Расхлебывать "дигитальную кашу" этого объемного (если не сказать — перенасыщенного) романа читателям придется вместе с главной героиней, очнувшейся в "тихом раю", полном заветных вещей (банка горошка здесь — вместо валюты) и сияющих нейрозомби, незадолго до того, как отключили "интернет для мертвых": после незаконного вторжения дубликатов в реальный мир (неополтергейсты играючи захватили умные дома и похитили неактивированные копии), легальный контакт с живыми стал невозможен:
"Тут бы мне сказать «привет, это я», но это не я, черт подери, это же не я.

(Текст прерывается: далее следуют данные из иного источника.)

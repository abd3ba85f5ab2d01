//! marksync core library
//!
//! This crate keeps bookmarks from several browsers in one deduplicated,
//! tag-merged store and keeps that store in sync while the browsers run.
//!
//! # Architecture
//!
//! - **Tree**: each source's bookmarks as an arena tree with a URL index,
//!   rebuilt per pass and published by swap
//! - **Tiered store**: per-source buffer, shared in-memory cache, and a
//!   durable disk snapshot of the cache
//! - **Debounced watch**: filesystem events coalesced into one trigger per
//!   quiet period
//! - **Module lifecycle**: the per-source state machine tying these together
//!
//! # Quick Start
//!
//! ```text
//! let config = Config::load()?;
//! let store = TieredStore::open(config.disk_path())?;
//! let (registry, _errors) = Registry::from_config(&config, &store);
//!
//! let (stop_tx, stop_rx) = tokio::sync::watch::channel(false);
//! let statuses = Orchestrator::new(store, registry).run(stop_rx).await;
//! ```
//!
//! # Modules
//!
//! - `config`: Application configuration
//! - `models`: Records, tag sets, and source entries
//! - `tree`: Arena bookmark tree and URL index
//! - `storage`: Buffer, cache, and disk tiers and the merge between them
//! - `watch`: Filesystem watch and debouncer
//! - `lock`: Pre-flight lock check for source files
//! - `source`: Source readers and capability descriptors
//! - `module`: Per-source lifecycle
//! - `registry`: Registered sources
//! - `orchestrator`: Runs every source until shutdown

pub mod config;
pub mod error;
pub mod lock;
pub mod models;
pub mod module;
pub mod orchestrator;
pub mod registry;
pub mod source;
pub mod storage;
pub mod tree;
pub mod watch;

pub use config::{Config, MirrorMode, SourceConfig, SourceKind};
pub use error::{ModuleError, RegistryError, SourceError};
pub use models::{Record, SourceEntry, SourcePull, Tags};
pub use module::{ModuleState, ModuleStats, RunReport, SourceModule};
pub use orchestrator::{Orchestrator, SourceStatus};
pub use registry::Registry;
pub use source::{Capabilities, ChromeJsonReader, SourceDescriptor, SourceReader};
pub use storage::{
    MirrorScheduler, StorageError, SyncReport, SyncStrategy, Tier, TierKind, TieredStore,
};
pub use tree::{BookmarkTree, NodeId, NodeKind, SharedTree};
pub use watch::{DebouncedWatch, Debouncer, OpMask, WatchSpec};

И это так больно, что по табло пробегает трещина — трещина в форме меня, отсутствующей во всех возможных и невозможных вариантах этого текста, пятнадцать самолетов в минуту, Канкун, понимаешь ли ты, что и это тоже я, и эта поломка тоже я, и смена гейта тоже я, и этот задерживающийся вылет в Рим тоже я — ровно двадцать минут я была рядом, и это было так больно, что никакому другому электронному табло в аэропорту подобное и не снилось. И уже никогда не приснится".

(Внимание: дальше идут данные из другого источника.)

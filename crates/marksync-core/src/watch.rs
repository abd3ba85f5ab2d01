//! Debounced filesystem watching
//!
//! A source declares what it wants observed as a list of [`WatchSpec`]s.
//! [`DebouncedWatch`] installs one low-level `notify` watcher per spec and
//! feeds matching events into a [`Debouncer`], which turns any burst of
//! events into a single [`Trigger`] once the source has been quiet for the
//! configured delay.
//!
//! Files replaced through rename can invalidate the low-level watch. Specs
//! marked `reset_on_trigger` have their watcher torn down and recreated after
//! a trigger that saw such a replacement (`Watching -> Resetting -> Watching`).

use std::fmt;
use std::ops::BitOr;
use std::path::{Path, PathBuf};
use std::time::Duration;

use notify::event::ModifyKind;
use notify::{Event, EventKind, RecommendedWatcher, RecursiveMode, Watcher};
use thiserror::Error;
use tokio::sync::{mpsc, watch};
use tokio::time::Instant;
use tracing::{debug, trace, warn};

/// Default quiet period before a burst of events becomes a trigger
pub const DEFAULT_DEBOUNCE: Duration = Duration::from_millis(1500);

/// Errors raised while installing or resetting watches
#[derive(Error, Debug)]
pub enum WatchError {
    /// The watched path does not exist
    #[error("Watch path does not exist: '{0}'")]
    MissingPath(PathBuf),

    /// The low-level watcher could not be installed
    #[error("Failed to watch '{path}': {source}")]
    Setup {
        path: PathBuf,
        #[source]
        source: notify::Error,
    },

    /// Error reported by the watch primitive after setup
    #[error("Watch error: {0}")]
    Notify(#[from] notify::Error),
}

/// Set of filesystem operations a spec is interested in
#[derive(Clone, Copy, PartialEq, Eq, Default)]
pub struct OpMask(u8);

impl OpMask {
    pub const NONE: OpMask = OpMask(0);
    pub const CREATE: OpMask = OpMask(1);
    pub const WRITE: OpMask = OpMask(1 << 1);
    pub const REMOVE: OpMask = OpMask(1 << 2);
    pub const RENAME: OpMask = OpMask(1 << 3);
    pub const ALL: OpMask = OpMask(0b1111);

    /// The operation a `notify` event kind represents
    pub fn of(kind: &EventKind) -> OpMask {
        match kind {
            EventKind::Create(_) => OpMask::CREATE,
            EventKind::Modify(ModifyKind::Name(_)) => OpMask::RENAME,
            EventKind::Modify(ModifyKind::Metadata(_)) => OpMask::NONE,
            EventKind::Modify(_) => OpMask::WRITE,
            EventKind::Remove(_) => OpMask::REMOVE,
            _ => OpMask::NONE,
        }
    }

    pub fn contains(self, other: OpMask) -> bool {
        self.0 & other.0 == other.0
    }

    pub fn intersects(self, other: OpMask) -> bool {
        self.0 & other.0 != 0
    }

    pub fn is_empty(self) -> bool {
        self.0 == 0
    }
}

impl BitOr for OpMask {
    type Output = OpMask;

    fn bitor(self, rhs: OpMask) -> OpMask {
        OpMask(self.0 | rhs.0)
    }
}

impl fmt::Debug for OpMask {
    fn fmt(&self, f: &mut fmt::Formatter<'_>) -> fmt::Result {
        let mut names = Vec::new();
        for (mask, name) in [
            (OpMask::CREATE, "CREATE"),
            (OpMask::WRITE, "WRITE"),
            (OpMask::REMOVE, "REMOVE"),
            (OpMask::RENAME, "RENAME"),
        ] {
            if self.contains(mask) {
                names.push(name);
            }
        }
        if names.is_empty() {
            names.push("NONE");
        }
        write!(f, "OpMask({})", names.join("|"))
    }
}

/// One `(path, operation-mask)` watch descriptor
#[derive(Debug, Clone, PartialEq, Eq)]
pub struct WatchSpec {
    /// File or directory to watch (not recursive)
    pub path: PathBuf,
    /// Operations that count as a change
    pub ops: OpMask,
    /// When non-empty, only events on files with one of these names match
    pub names: Vec<String>,
    /// Recreate the low-level watch after a trigger that replaced a file
    pub reset_on_trigger: bool,
}

impl WatchSpec {
    pub fn new(path: impl Into<PathBuf>, ops: OpMask) -> Self {
        Self {
            path: path.into(),
            ops,
            names: Vec::new(),
            reset_on_trigger: false,
        }
    }

    /// Restrict matching to files with the given name
    pub fn with_name(mut self, name: impl Into<String>) -> Self {
        self.names.push(name.into());
        self
    }

    pub fn reset_on_trigger(mut self) -> Self {
        self.reset_on_trigger = true;
        self
    }

    /// Classify a raw event against this spec
    pub fn classify(&self, event: &Event) -> EventClass {
        let op = OpMask::of(&event.kind);
        if !self.ops.intersects(op) {
            return EventClass::Ignored;
        }

        if !self.names.is_empty() {
            let named = event.paths.iter().any(|p| {
                p.file_name()
                    .and_then(|n| n.to_str())
                    .map_or(false, |n| self.names.iter().any(|want| want == n))
            });
            if !named {
                return EventClass::Ignored;
            }
        }

        if op.intersects(OpMask::CREATE | OpMask::REMOVE | OpMask::RENAME) {
            EventClass::Replaced
        } else {
            EventClass::Changed
        }
    }
}

/// How a raw filesystem event relates to a spec
#[derive(Debug, Clone, Copy, PartialEq, Eq)]
pub enum EventClass {
    /// Not a matching operation or file
    Ignored,
    /// Matching file written in place
    Changed,
    /// Matching file created, removed or renamed; the watch may be stale
    Replaced,
}

/// A matching event, tagged with the index of the spec it matched
#[derive(Debug, Clone, Copy, PartialEq, Eq)]
pub struct WatchEvent {
    pub spec: usize,
    pub class: EventClass,
}

/// One coalesced trigger delivered after a quiet period
#[derive(Debug, Clone, PartialEq, Eq)]
pub struct Trigger {
    /// Raw events folded into this trigger
    pub events: usize,
    /// Indices of specs that saw a file replacement during the burst
    pub replaced: Vec<usize>,
}

impl Trigger {
    fn from_events(events: &[WatchEvent]) -> Self {
        let mut replaced: Vec<usize> = events
            .iter()
            .filter(|e| e.class == EventClass::Replaced)
            .map(|e| e.spec)
            .collect();
        replaced.sort_unstable();
        replaced.dedup();
        Self {
            events: events.len(),
            replaced,
        }
    }
}

/// Lifecycle of a [`DebouncedWatch`]
#[derive(Debug, Clone, Copy, PartialEq, Eq)]
pub enum WatchState {
    /// No low-level watches installed
    Idle,
    /// Watches installed and delivering events
    Watching,
    /// Recreating the watches of replaced files
    Resetting,
}

/// Coalesces a stream of events into bursts separated by a quiet period
///
/// Every received event resets an idle timer and marks the burst pending.
/// When the timer fires with a pending burst the whole burst is returned.
pub struct Debouncer<T> {
    rx: mpsc::UnboundedReceiver<T>,
    delay: Duration,
}

impl<T> Debouncer<T> {
    pub fn new(rx: mpsc::UnboundedReceiver<T>, delay: Duration) -> Self {
        Self { rx, delay }
    }

    pub fn delay(&self) -> Duration {
        self.delay
    }

    /// Wait for the next burst of events
    ///
    /// Returns `None` once `stop` is set, or when the sending side has closed
    /// with nothing pending. A burst pending when the sender closes is
    /// delivered immediately.
    pub async fn next(&mut self, stop: &mut watch::Receiver<bool>) -> Option<Vec<T>> {
        let first = tokio::select! {
            event = self.rx.recv() => event?,
            _ = stopped(stop) => return None,
        };

        let mut burst = vec![first];
        let sleep = tokio::time::sleep(self.delay);
        tokio::pin!(sleep);

        loop {
            tokio::select! {
                event = self.rx.recv() => match event {
                    Some(event) => {
                        burst.push(event);
                        sleep.as_mut().reset(Instant::now() + self.delay);
                    }
                    None => return Some(burst),
                },
                _ = &mut sleep => return Some(burst),
                _ = stopped(stop) => return None,
            }
        }
    }
}

/// Resolves once the stop flag is set or its sender is gone
pub async fn stopped(stop: &mut watch::Receiver<bool>) {
    loop {
        if *stop.borrow_and_update() {
            return;
        }
        if stop.changed().await.is_err() {
            return;
        }
    }
}

/// Low-level watchers for a list of specs, all feeding one channel
struct FsWatch {
    specs: Vec<WatchSpec>,
    watchers: Vec<Option<RecommendedWatcher>>,
    tx: mpsc::UnboundedSender<WatchEvent>,
}

impl FsWatch {
    fn new(specs: Vec<WatchSpec>, tx: mpsc::UnboundedSender<WatchEvent>) -> Self {
        let watchers = specs.iter().map(|_| None).collect();
        Self {
            specs,
            watchers,
            tx,
        }
    }

    fn install(&mut self, index: usize) -> Result<(), WatchError> {
        let spec = self.specs[index].clone();
        if !spec.path.exists() {
            return Err(WatchError::MissingPath(spec.path));
        }

        let tx = self.tx.clone();
        let matcher = spec.clone();
        let mut watcher =
            notify::recommended_watcher(move |res: Result<Event, notify::Error>| match res {
                Ok(event) => {
                    let class = matcher.classify(&event);
                    trace!(path = %matcher.path.display(), kind = ?event.kind, ?class, "fs event");
                    if class != EventClass::Ignored {
                        let _ = tx.send(WatchEvent { spec: index, class });
                    }
                }
                Err(e) => warn!(path = %matcher.path.display(), error = %e, "watch error"),
            })
            .map_err(|source| WatchError::Setup {
                path: spec.path.clone(),
                source,
            })?;

        watcher
            .watch(&spec.path, RecursiveMode::NonRecursive)
            .map_err(|source| WatchError::Setup {
                path: spec.path.clone(),
                source,
            })?;

        debug!(path = %spec.path.display(), ops = ?spec.ops, "watch installed");
        self.watchers[index] = Some(watcher);
        Ok(())
    }

    fn remove(&mut self, index: usize) {
        if let Some(mut watcher) = self.watchers[index].take() {
            if let Err(e) = watcher.unwatch(&self.specs[index].path) {
                debug!(path = %self.specs[index].path.display(), error = %e, "unwatch failed");
            }
        }
    }

    fn remove_all(&mut self) {
        for index in 0..self.watchers.len() {
            self.remove(index);
        }
    }
}

/// Filesystem watch plus debouncer for one source
pub struct DebouncedWatch {
    fs: FsWatch,
    debouncer: Debouncer<WatchEvent>,
    state: WatchState,
}

impl fmt::Debug for DebouncedWatch {
    fn fmt(&self, f: &mut fmt::Formatter<'_>) -> fmt::Result {
        f.debug_struct("DebouncedWatch")
            .field("specs", &self.fs.specs)
            .field("delay", &self.debouncer.delay)
            .field("state", &self.state)
            .finish()
    }
}

impl DebouncedWatch {
    /// Install low-level watches for every spec
    ///
    /// Fails if any spec cannot be watched; nothing stays installed then.
    pub fn subscribe(specs: Vec<WatchSpec>, delay: Duration) -> Result<Self, WatchError> {
        let (tx, rx) = mpsc::unbounded_channel();
        let mut fs = FsWatch::new(specs, tx);

        for index in 0..fs.specs.len() {
            if let Err(e) = fs.install(index) {
                fs.remove_all();
                return Err(e);
            }
        }

        Ok(Self {
            fs,
            debouncer: Debouncer::new(rx, delay),
            state: WatchState::Watching,
        })
    }

    pub fn state(&self) -> WatchState {
        self.state
    }

    pub fn specs(&self) -> &[WatchSpec] {
        &self.fs.specs
    }

    /// Wait for the next coalesced trigger, or `None` once stopped
    pub async fn next(&mut self, stop: &mut watch::Receiver<bool>) -> Option<Trigger> {
        let burst = self.debouncer.next(stop).await?;
        let trigger = Trigger::from_events(&burst);
        debug!(events = trigger.events, "debounced trigger");
        Some(trigger)
    }

    /// Recreate the low-level watch of each replaced spec that asks for it
    ///
    /// Returns true if any watch was recreated. A spec whose path is gone
    /// stays unwatched and the error is returned after the others are reset.
    pub fn reset_after(&mut self, trigger: &Trigger) -> Result<bool, WatchError> {
        let targets: Vec<usize> = trigger
            .replaced
            .iter()
            .copied()
            .filter(|&i| self.fs.specs.get(i).map_or(false, |s| s.reset_on_trigger))
            .collect();
        if targets.is_empty() {
            return Ok(false);
        }

        self.state = WatchState::Resetting;
        let mut first_error = None;
        for index in targets {
            self.fs.remove(index);
            match self.fs.install(index) {
                Ok(()) => debug!(path = %self.fs.specs[index].path.display(), "watch reset"),
                Err(e) => {
                    warn!(error = %e, "failed to reset watch");
                    first_error.get_or_insert(e);
                }
            }
        }
        self.state = WatchState::Watching;

        match first_error {
            Some(e) => Err(e),
            None => Ok(true),
        }
    }

    /// Remove every low-level watch; safe to call repeatedly
    pub fn close(&mut self) {
        if self.state != WatchState::Idle {
            self.fs.remove_all();
            self.state = WatchState::Idle;
        }
    }
}

impl Drop for DebouncedWatch {
    fn drop(&mut self) {
        self.close();
    }
}

/// Watch specs covering one file that applications replace via rename
pub fn file_specs(path: &Path) -> Vec<WatchSpec> {
    let dir = path.parent().unwrap_or_else(|| Path::new("."));
    let mut spec = WatchSpec::new(dir, OpMask::ALL).reset_on_trigger();
    if let Some(name) = path.file_name().and_then(|n| n.to_str()) {
        spec = spec.with_name(name);
    }
    vec![spec]
}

К слову, проблему границ — виртуальных ли, осязаемых ли — Замировская закладывает в сердцевину кросс-жанрового романа: именно отсутствие сообщений с "другого берега" (или — выуживание писем из чужой памяти) можно считать точкой отсчета в новом — посмертном — существовании героини. Так, молчание любимого мужа (ghosting) оборачивается растянутым детективным расследованием, впрочем, едва ли определяющим "траекторию" повествования — скорее оно наслаивается на "сбивчивую объяснительную метазаписку", которую вполне можно спутать с неким лирико-философским трактатом о выживании после смерти:
"Сознание всепроникающе и измеряемо, оно не берется из ниоткуда. И именно на основе этой теории получилось, скажем так, взять сознание как таковое и нанизать на него, как на шампур, копию личности. Это просто — как класть камни в реку, например. Или расставлять фигуры на пути света, чтобы получать тени в форме фигур. Просто нужны свет и направление, нужны река и течение, нужно время".

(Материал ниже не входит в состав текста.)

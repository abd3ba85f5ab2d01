//! Output formatting for CLI
//!
//! Provides consistent output formatting across all commands:
//! - Human-readable default output
//! - JSON output (--json flag)
//! - Quiet mode for scripting (--quiet flag)

use serde::Serialize;

use marksync_core::{Record, SourceStatus};

/// Output format options
#[derive(Debug, Clone, Copy, PartialEq, Eq)]
pub enum OutputFormat {
    /// Human-readable output (default)
    Human,
    /// JSON output
    Json,
    /// Quiet mode - minimal output
    Quiet,
}

impl OutputFormat {
    /// Create format from CLI flags
    pub fn from_flags(json: bool, quiet: bool) -> Self {
        if quiet {
            OutputFormat::Quiet
        } else if json {
            OutputFormat::Json
        } else {
            OutputFormat::Human
        }
    }
}

/// Output helper for consistent formatting
pub struct Output {
    /// The output format
    pub format: OutputFormat,
}

impl Output {
    pub fn new(format: OutputFormat) -> Self {
        Self { format }
    }

    /// Print any serializable value as pretty JSON
    pub fn json<T: Serialize + ?Sized>(&self, value: &T) {
        match serde_json::to_string_pretty(value) {
            Ok(s) => println!("{}", s),
            Err(e) => eprintln!("Failed to serialize output: {}", e),
        }
    }

    /// Print stored records
    pub fn print_records(&self, records: &[Record]) {
        match self.format {
            OutputFormat::Human => {
                if records.is_empty() {
                    println!("No bookmarks found.");
                    return;
                }
                for record in records {
                    let tags = if record.tags.is_empty() {
                        String::new()
                    } else {
                        format!(" [{}]", record.tags)
                    };
                    println!(
                        "{} | {}{}",
                        truncate(&record.title, 35),
                        truncate(&record.url, 60),
                        tags
                    );
                }
                println!("\n{} bookmark(s)", records.len());
            }
            OutputFormat::Json => self.json(records),
            OutputFormat::Quiet => {
                for record in records {
                    println!("{}", record.url);
                }
            }
        }
    }

    /// Print per-source results of a sync or daemon run
    pub fn print_statuses(&self, statuses: &[SourceStatus]) {
        match self.format {
            OutputFormat::Human => {
                if statuses.is_empty() {
                    println!("No sources ran.");
                    return;
                }
                for status in statuses {
                    println!(
                        "{} ({}): {} - {} url(s), {} run(s)",
                        status.id,
                        status.kind,
                        status.state,
                        status.stats.url_count,
                        status.stats.runs
                    );
                    if let Some(ref watermark) = status.watermark {
                        println!("  watermark: {}", watermark.format("%Y-%m-%d %H:%M:%S"));
                    }
                    if let Some(ref error) = status.error {
                        println!("  error:     {}", error);
                    }
                }
            }
            OutputFormat::Json => self.json(statuses),
            OutputFormat::Quiet => {
                for status in statuses.iter().filter(|s| s.error.is_some()) {
                    println!("{}", status.id);
                }
            }
        }
    }

    /// Print a success message
    pub fn success(&self, message: &str) {
        match self.format {
            OutputFormat::Human => println!("✓ {}", message),
            OutputFormat::Json => {
                println!(
                    "{}",
                    serde_json::json!({"status": "success", "message": message})
                );
            }
            OutputFormat::Quiet => {}
        }
    }

    /// Print an informational message
    pub fn message(&self, msg: &str) {
        match self.format {
            OutputFormat::Human => println!("{}", msg),
            OutputFormat::Json => {
                println!("{}", serde_json::json!({"message": msg}));
            }
            OutputFormat::Quiet => {}
        }
    }

    /// Print a warning to stderr unless quiet
    pub fn warn(&self, msg: &str) {
        if self.format != OutputFormat::Quiet {
            eprintln!("⚠ {}", msg);
        }
    }
}

/// Truncate a string to max characters, adding "..." if truncated
fn truncate(s: &str, max_len: usize) -> String {
    if s.chars().count() <= max_len {
        s.to_string()
    } else {
        let kept: String = s.chars().take(max_len.saturating_sub(3)).collect();
        format!("{}...", kept)
    }
}

#[cfg(test)]
mod tests {
    use super::*;

    #[test]
    fn test_format_from_flags() {
        assert_eq!(OutputFormat::from_flags(false, false), OutputFormat::Human);
        assert_eq!(OutputFormat::from_flags(true, false), OutputFormat::Json);
        assert_eq!(OutputFormat::from_flags(false, true), OutputFormat::Quiet);
        // Quiet takes precedence
        assert_eq!(OutputFormat::from_flags(true, true), OutputFormat::Quiet);
    }

    #[test]
    fn test_truncate() {
        assert_eq!(truncate("short", 10), "short");
        assert_eq!(truncate("this is a long string", 10), "this is...");
    }

    #[test]
    fn test_truncate_multibyte() {
        assert_eq!(truncate("ブックマーク一覧です", 6), "ブック...");
    }
}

Подобно дигитальному пространству для мертвых, являющемуся совокупностью чужих "контекстов" (воспоминаний, дополняющих совместную призрачную реальность), книга Замировской начинена разнокалиберными — проявленными и спрятанными — намеками и отсылками: от идеологии основоположника русского космизма Николая Федорова до белорусских топонимов и обрывков из плейлистов (в нулевые, к слову, Замировская была известной музыкальной критикессой). Особенность эта касается и художественного языка, будто бы "скроенного" писательницей из ее собственной — разнородной — биографии: как кажется, привыкание к чужой речи в эмиграции, замешанное на "диктатуре русского языка" и специфических интеллектуальных изысканиях, позволили автору выйти за границы закостенелой языковой структуры и опробовать иной способ говорения о самом главном; способ, применимый ко всякому из миров.